Installing the PyBioMed package¶
PyBioMed has been successfully tested on Linux and Windows systems. The user could download the PyBioMed package via: https://raw.githubusercontent.com/gadsbyfly/PyBioMed/master/PyBioMed/download/PyBioMed-1.0.zip. The installation process of PyBioMed is very easy:
Note
You first need to install RDKit and pybel successfully.
On Windows:
(1): download the PyBioMed-1.0.zip
(2): extract the PyBioMed-1.0.zip file
(3): open cmd.exe and change dictionary to PyBioMed-1.0 (write the command “cd PyBioMed-1.0” in cmd shell)
(4): write the command “python setup.py install” in cmd shell
On Linux:
(1): download the PyBioMed package (.zip)

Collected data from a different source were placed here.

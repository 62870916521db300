//! Resources `Engine::init()` creates through the driver before any user
//! content exists (§4.8: "default resources (1×1 textures, a 1×1 cube map,
//! dummy UBO, default material, default render target)").

use std::sync::Arc;

use ember_driver::{
    BufferUsage, DriverApi, GpuBufferDescriptor, PixelFormat, RenderTargetDescriptor, TextureDescriptor,
    TextureHandle, TextureUsage,
};
use ember_material::{Material, MaterialDefinition, ShaderLanguage};

const DUMMY_UBO_BYTES: u64 = 256;

/// Resources every `Engine` keeps alive for its whole lifetime as a
/// fallback for incomplete scene state (a material instance bound to no
/// texture samples the 1x1 white texture rather than garbage, etc).
pub struct DefaultResources {
    pub white_texture_1x1: TextureHandle,
    pub white_cubemap_1x1: TextureHandle,
    pub dummy_ubo: ember_driver::BufferHandle,
    pub default_render_target: ember_driver::RenderTargetHandle,
    pub default_material: Material,
}

impl DefaultResources {
    /// Creates every default resource through `driver`. Runs once, inside
    /// the single init command the backend thread executes before the
    /// queue is opened to the application (§4.8.1).
    pub fn create(driver: &mut dyn DriverApi, preferred_languages: &[ShaderLanguage]) -> Self {
        let white_texture_1x1 = driver.create_texture(&TextureDescriptor {
            width: 1,
            height: 1,
            depth_or_layers: 1,
            levels: 1,
            samples: 1,
            format: PixelFormat::Rgba8Unorm,
            usage: TextureUsage::SAMPLEABLE,
        });
        let white_cubemap_1x1 = driver.create_texture(&TextureDescriptor {
            width: 1,
            height: 1,
            depth_or_layers: 6,
            levels: 1,
            samples: 1,
            format: PixelFormat::Rgba8Unorm,
            usage: TextureUsage::SAMPLEABLE,
        });
        let dummy_ubo = driver.create_buffer(&GpuBufferDescriptor {
            size_bytes: DUMMY_UBO_BYTES,
            usage: BufferUsage::UNIFORM,
        });
        let default_render_target = driver.create_render_target(&RenderTargetDescriptor {
            color: [Some(white_texture_1x1), None, None, None, None, None, None, None],
            depth: None,
            stencil: None,
            samples: 1,
            layer_count: 1,
        });

        let definition = Arc::new(
            MaterialDefinition::parse(ember_material::default_material_package(), preferred_languages)
                .expect("built-in default material package must always parse"),
        );
        let mut default_material = Material::new(definition, preferred_languages.to_vec());
        default_material.mark_as_default();
        default_material.precache_depth_variants(driver);

        Self {
            white_texture_1x1,
            white_cubemap_1x1,
            dummy_ubo,
            default_render_target,
            default_material,
        }
    }
}

#[cfg(test)]
mod tests {
    use super::*;
    use ember_driver::NullDriver;

    #[test]
    fn create_populates_every_default_resource() {
        let mut driver = NullDriver::new();
        let resources = DefaultResources::create(&mut driver, &[ShaderLanguage::Essl3]);
        assert!(resources.white_texture_1x1.is_valid());
        assert!(resources.white_cubemap_1x1.is_valid());
        assert!(resources.dummy_ubo.is_valid());
        assert!(resources.default_render_target.is_valid());
        assert!(resources.default_material.is_default());
    }
}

(2): extract PyBioMed-1.0.zip
(3): open shell and change dictionary to PyBioMed-1.0 (write the command “cd PyBioMed-1.0” in shell)
(4): write the command “python setup.py install” in shell
Getting molecules¶
The PyGetMol
provide different formats to get molecular structures, protein sequence and DNA sequence.
Getting molecular structure¶
In order to be convenient to users, the Getmol
module provides the tool to get molecular structures by the molecular ID from website including NCBI, EBI, CAS, Kegg and Drugbank.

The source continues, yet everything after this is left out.